The bit in the DNotify code that seems to describe why this might occur reads: "When the RT queue overflows we get a SIGIO".
This issue relates to a message posted to fam@oss.sgi.com some time back. I don't think my earlier comments in this bug are pertinent. My guess is that the (fam|sig)queue is filled too quickly for FAM to recover, but I could be wrong. Is there any possibility of you looking into this, Alex? FWIW: When I use the FAM test program to FAM /dev on my Red Hat 7.3 box I actually get a famqueue overflow rather than a sigqueue overflow.
It should be able to recover from overflows, so it should be fixed. I'm going on vacation tomorrow, so i don't have time to look at it right now. But eventually i'd like to fix it.
I notice a couple interesting things: 1. if I redirect output to a regular file (rather than my xterm), I can run test/test -d /dev successfully (in both instances I use fam -d) 2. if I put a couple printfs in the signal handler, I now get a sigqueue overflow rather than a famqueue overflow
Created attachment 39 [details] block SIGIO and SIGRTMIN so we handle each one fully
As it seems that the events are being created faster than FAM/DNotify is handling them (and it could be that we are getting signals before the entire signal handling function can be performed), one way around this could be to block the SIGIO (RT queue overflowed) and SIGRTMIN (file changed) signals, so we handle each signal one at a time. I'm not familiar with real- time signals, so please regard this as an idea rather than a definite solution. Whether both or only one signal type should be blocked should be considered. Doing things this way may also be far less efficient, but it does seem to stop the problem. :-)

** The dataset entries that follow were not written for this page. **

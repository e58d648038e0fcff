mod support;

use daminform_core::{DispatchOptions, Dispatcher};
use std::sync::Arc;
use support::{FakeMailer, FakeQueue, FakeState, NullAudit, queue_entry};

fn options() -> DispatchOptions {
    DispatchOptions {
        from: "noreply@ahs.ca".to_string(),
        domain: "ahs.ca".to_string(),
        subject_prefix: "DAM: ".to_string(),
        manager_addresses: vec!["mgr@x.com".to_string()],
    }
}

fn dispatcher(
    state: Arc<FakeState>,
    queue: Arc<FakeQueue>,
    mailer: Arc<FakeMailer>,
) -> Dispatcher {
    Dispatcher::new(state, queue, mailer, Arc::new(NullAudit), options())
}

#[tokio::test]
async fn test_dispatch_sends_in_ascending_id_order() {
    let state = Arc::new(FakeState::new(Some(4)));
    let queue = Arc::new(FakeQueue::new(vec![
        queue_entry(7, "carol", "DAM-7", false),
        queue_entry(5, "alice", "DAM-5", false),
        queue_entry(3, "stale", "DAM-3", false),
        queue_entry(6, "bob", "DAM-6", false),
    ]));
    let mailer = Arc::new(FakeMailer::new());

    let outcome = dispatcher(state.clone(), queue, mailer.clone())
        .dispatch()
        .await
        .unwrap();

    let recipients: Vec<String> =
        mailer.sent().into_iter().map(|m| m.to).collect();
    assert_eq!(recipients, vec!["alice@ahs.ca", "bob@ahs.ca", "carol@ahs.ca"]);
    assert_eq!(outcome.scanned, 3);
    assert_eq!(outcome.sent, 3);
    assert!(outcome.is_complete());
    assert_eq!(state.cursor(), Some(7));
}

#[tokio::test]
async fn test_cursor_never_regresses() {
    let state = Arc::new(FakeState::new(Some(42)));
    let queue = Arc::new(FakeQueue::new(vec![queue_entry(
        10, "old", "DAM-10", false,
    )]));
    let mailer = Arc::new(FakeMailer::new());

    let outcome = dispatcher(state.clone(), queue, mailer.clone())
        .dispatch()
        .await
        .unwrap();

    assert_eq!(outcome.scanned, 0);
    assert!(mailer.sent().is_empty());
    assert_eq!(state.cursor(), Some(42));
}

#[tokio::test]
async fn test_failed_send_stops_run_and_is_retried() {
    let state = Arc::new(FakeState::new(Some(4)));
    let queue = Arc::new(FakeQueue::new(vec![
        queue_entry(5, "alice", "DAM-5", false),
        queue_entry(6, "bounce", "DAM-6", false),
        queue_entry(7, "carol", "DAM-7", false),
    ]));

    let mailer = Arc::new(FakeMailer::failing_for("bounce@ahs.ca"));
    let outcome = dispatcher(state.clone(), queue.clone(), mailer.clone())
        .dispatch()
        .await
        .unwrap();

    // The run stops at the failure; the failed entry is not skipped.
    assert_eq!(outcome.sent, 1);
    assert_eq!(outcome.failed, Some(6));
    assert!(!outcome.is_complete());
    assert_eq!(mailer.sent().len(), 1);
    assert_eq!(state.cursor(), Some(5));

    // Next run with a healthy transport picks up at the failed entry.
    let retry_mailer = Arc::new(FakeMailer::new());
    let outcome = dispatcher(state.clone(), queue, retry_mailer.clone())
        .dispatch()
        .await
        .unwrap();

    let recipients: Vec<String> =
        retry_mailer.sent().into_iter().map(|m| m.to).collect();
    assert_eq!(recipients, vec!["bounce@ahs.ca", "carol@ahs.ca"]);
    assert_eq!(outcome.sent, 2);
    assert_eq!(state.cursor(), Some(7));
}

#[tokio::test]
async fn test_absent_state_row_dispatches_nothing() {
    let state = Arc::new(FakeState::new(None));
    let queue = Arc::new(FakeQueue::new(vec![queue_entry(
        1, "alice", "DAM-1", false,
    )]));
    let mailer = Arc::new(FakeMailer::new());

    let outcome = dispatcher(state.clone(), queue, mailer.clone())
        .dispatch()
        .await
        .unwrap();

    assert_eq!(outcome.scanned, 0);
    assert!(mailer.sent().is_empty());
    assert_eq!(state.cursor(), None);
}

#[tokio::test]
async fn test_manager_flag_copies_manager_addresses() {
    let state = Arc::new(FakeState::new(Some(9)));
    let queue = Arc::new(FakeQueue::new(vec![queue_entry(
        10, "jdoe", "DAM-1", true,
    )]));
    let mailer = Arc::new(FakeMailer::new());

    let outcome = dispatcher(state.clone(), queue, mailer.clone())
        .dispatch()
        .await
        .unwrap();

    let sent = mailer.sent();
    assert_eq!(sent.len(), 1);
    assert_eq!(sent[0].to, "jdoe@ahs.ca");
    assert_eq!(sent[0].cc, vec!["mgr@x.com".to_string()]);
    assert!(sent[0].subject.contains("DAM-1"));
    assert_eq!(outcome.cursor, Some(10));
    assert_eq!(state.cursor(), Some(10));
}

#[tokio::test]
async fn test_unflagged_entry_has_no_cc() {
    let state = Arc::new(FakeState::new(Some(0)));
    let queue = Arc::new(FakeQueue::new(vec![queue_entry(
        1, "jdoe", "DAM-2", false,
    )]));
    let mailer = Arc::new(FakeMailer::new());

    dispatcher(state, queue, mailer.clone()).dispatch().await.unwrap();

    let sent = mailer.sent();
    assert_eq!(sent.len(), 1);
    assert!(sent[0].cc.is_empty());
}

Wil Evers suggests building with -lrt -lpthread here: <http://oss.sgi.com/projects/fam/mail_archive/200301/msg00011.html>
*** Bug 210 has been marked as a duplicate of this bug. ***
I am trying to use FAM to implement an auto-refresh feature in the IDE tooling of the eclipse project (www.eclipse.org). Essentially, we want any resources in the user's workspace to be automatically refreshed if changes are made using some external tool. I believe I am running into this apparent 1024 limit on the number of directories that can be monitored. User workspaces in Eclipse can easily contain thousands of directories. The behavior I see is that the FAM API calls (FAMMonitorDirectory, FAMCancelMonitor) seem to hang once this limit is exceeded. I take it this is a known limitation? Any plans to remove this limitation?
Comment on attachment 39 [details] block SIGIO and SIGRTMIN so we handle each one fully AAAA
I would be surprised if RedHat didn't already solve this. RedHat currently ships Fedora with FAM 2.6.10. Could someone check whether RedHat's current dnotify patch has any improvements over the one on SGI's site, and if it has, merge those improvements into SGI's dnotify patch?
Is this ~5yr old bug going to get fixed? :-X I regularly see this problem and have to restart fam due to the 99% cpu use it causes.